Apoptosis Assay (Caspase-3 Activation)

20,000 HCT 116 cells were seeded in a black poly-D-lysine-coated 96-well plate and incubated for 24 h at 37°C. The culture medium was replaced by 100 µl DMEM-medium without phenol red (Gibco, 21063-029) supplemented with 10% FBS and 1% penicillin/streptomycin. Lichen extracts or control (DMSO) were added to the cells and incubated for 24 h at 37°C. One microliter of CellEvent Caspase-3/7 Green Detection Reagent (1:10 diluted in DMEM-medium without phenol red) was added and incubated for 90 min at 37°C (without CO₂). Afterwards, 1 µl of DRAQ5 (1:25 diluted in DMEM-medium without phenol red) was added and the cells were incubated for 30 min at room temperature.
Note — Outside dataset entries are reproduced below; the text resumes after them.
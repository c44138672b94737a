//! Application services built on the domain layer.

pub mod local_match;

pub use local_match::{LocalMatch, OpponentEvent, PlayerOutcome, AI_SEAT, HUMAN_SEAT};
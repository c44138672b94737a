//! Rank classes and the face-match rule.

use super::cards_types::{Card, Rank};

/// Aces match any top card and cancel or continue a forced-draw chain.
pub fn is_wild(card: Card) -> bool {
    card.rank == Rank::Ace
}

/// Twos and threes force the next player to draw unless countered.
pub fn is_feeder(card: Card) -> bool {
    matches!(card.rank, Rank::Two | Rank::Three)
}

/// How many cards an uncountered feeder makes the next player draw.
/// Zero for non-feeders.
pub fn feeder_penalty(card: Card) -> u8 {
    match card.rank {
        Rank::Two => 2,
        Rank::Three => 3,
        _ => 0,
    }
}

/// Question cards keep the turn with their player until covered.
pub fn is_question(card: Card) -> bool {
    matches!(
        card.rank,
        Rank::Eight | Rank::Jack | Rank::Queen | Rank::King
    )
}

/// Only ranks with no side effect may legally empty a hand.
pub fn is_plain_finishable(card: Card) -> bool {
    matches!(
        card.rank,
        Rank::Four | Rank::Five | Rank::Six | Rank::Seven | Rank::Nine | Rank::Ten
    )
}

/// A card may be played onto `face` when the suits or ranks match, or the
/// card is wild.
pub fn matches_face(card: Card, face: Card) -> bool {
    card.suit == face.suit || card.rank == face.rank || is_wild(card)
}
//! AI player trait definition.

use std::fmt;

use crate::domain::{Card, TableView};

/// Errors that can occur during AI decision-making.
#[derive(Debug)]
pub enum AiError {
    /// AI encountered an internal error
    Internal(String),
    /// AI produced an invalid move
    InvalidMove(String),
}

impl fmt::Display for AiError {
    fn fmt(&self, f: &mut fmt::Formatter<'_>) -> fmt::Result {
        match self {
            AiError::Internal(msg) => write!(f, "AI internal error: {msg}"),
            AiError::InvalidMove(msg) => write!(f, "AI invalid move: {msg}"),
        }
    }
}

impl std::error::Error for AiError {}

/// A chosen move: drop a sequence, or draw the owed cards.
#[derive(Debug, Clone, PartialEq, Eq)]
pub enum MoveChoice {
    Drop(Vec<Card>),
    Draw,
}

/// Trait for AI opponents.
///
/// Implementations receive exactly the projection a human player would see
/// ([`TableView`]) and choose a move. Callers validate the choice like any
/// other submission; a choice the validator rejects falls back to a draw.
pub trait AiPlayer: Send + Sync {
    fn choose_move(&self, view: &TableView) -> Result<MoveChoice, AiError>;
}
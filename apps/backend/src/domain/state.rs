//! Authoritative table state for one match.

use rand::seq::SliceRandom;
use rand::{Rng, SeedableRng};
use rand_chacha::ChaCha8Rng;
use serde::{Deserialize, Serialize};

use super::cards_types::Card;
use super::dealing::full_deck;

pub type Seat = u8; // 0 or 1

pub const SEATS: usize = 2;
pub const OPENING_HAND: usize = 4;

/// How many dead cards players get to see.
pub const RECENT_DISCARDS: usize = 5;

#[inline]
pub fn other_seat(seat: Seat) -> Seat {
    1 - seat
}

/// An owed forced draw, set by an uncountered feeder card.
#[derive(Debug, Clone, Copy, PartialEq, Eq, Default, Serialize, Deserialize)]
pub struct PendingDraw {
    pub count: u8,
    pub active: bool,
}

impl PendingDraw {
    pub fn owed(count: u8) -> Self {
        Self {
            count,
            active: true,
        }
    }

    pub fn clear(&mut self) {
        *self = Self::default();
    }
}

#[derive(Debug, Clone, Copy, PartialEq, Eq)]
pub enum TableStatus {
    Active,
    /// Terminal. Entered exactly once; no further moves are accepted.
    Finished { winner: Seat },
}

/// The single source of truth for a match: deck, both hands, discard pile,
/// top card, forced-draw state, and turn owner. All mutation goes through
/// `domain::turns`; everything a player may see comes out of
/// `domain::snapshot`.
///
/// The table owns a seeded RNG, so a seed fully determines the deal, the
/// opening turn owner, and any later reshuffle.
#[derive(Debug, Clone)]
pub struct GameTable {
    pub(crate) rng: ChaCha8Rng,
    pub deck: Vec<Card>,
    pub hands: [Vec<Card>; SEATS],
    /// Dead cards in play order. Only the tail is ever shown.
    pub discard: Vec<Card>,
    pub top_card: Card,
    pub pending_draw: PendingDraw,
    pub turn: Seat,
    pub status: TableStatus,
}

impl GameTable {
    /// Shuffle a fresh deck, deal four cards to each seat, and turn up one
    /// top card.
    pub fn deal(seed: u64) -> Self {
        let mut rng = ChaCha8Rng::seed_from_u64(seed);
        let mut deck = full_deck();
        deck.shuffle(&mut rng);

        // Seat 0 takes the first four cards, seat 1 the next four, then the
        // opening top card; the rest stays undealt.
        let hands = [
            deck[..OPENING_HAND].to_vec(),
            deck[OPENING_HAND..2 * OPENING_HAND].to_vec(),
        ];
        let top_card = deck[2 * OPENING_HAND];
        let deck = deck.split_off(2 * OPENING_HAND + 1);

        let turn = rng.random_range(0..SEATS as Seat);
        Self {
            rng,
            deck,
            hands,
            discard: Vec::new(),
            top_card,
            pending_draw: PendingDraw::default(),
            turn,
            status: TableStatus::Active,
        }
    }

    /// Total cards across deck, hands, discard, and the top card. Equals 52
    /// after every legal mutation (closed-deck invariant).
    pub fn card_count(&self) -> usize {
        self.deck.len()
            + self.hands.iter().map(Vec::len).sum::<usize>()
            + self.discard.len()
            + 1
    }

    /// Display tail of the discard pile, oldest first.
    pub fn recent_discards(&self) -> Vec<Card> {
        let skip = self.discard.len().saturating_sub(RECENT_DISCARDS);
        self.discard[skip..].to_vec()
    }
}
An image was taken using the ImageXpress Micro Confocal High Content Imaging System (Molecular Device, San Jose, USA). The fluorescence signal of cell nuclei was detected in the Cy5 channel (red), the signal of apoptotic cells in the fluorescein isothiocyanate (FITC) channel (green). The percentage of dead cells was determined using the “live/dead” analysis tool from Molecular Device by calculating the ratio of apoptotic cells to all cells.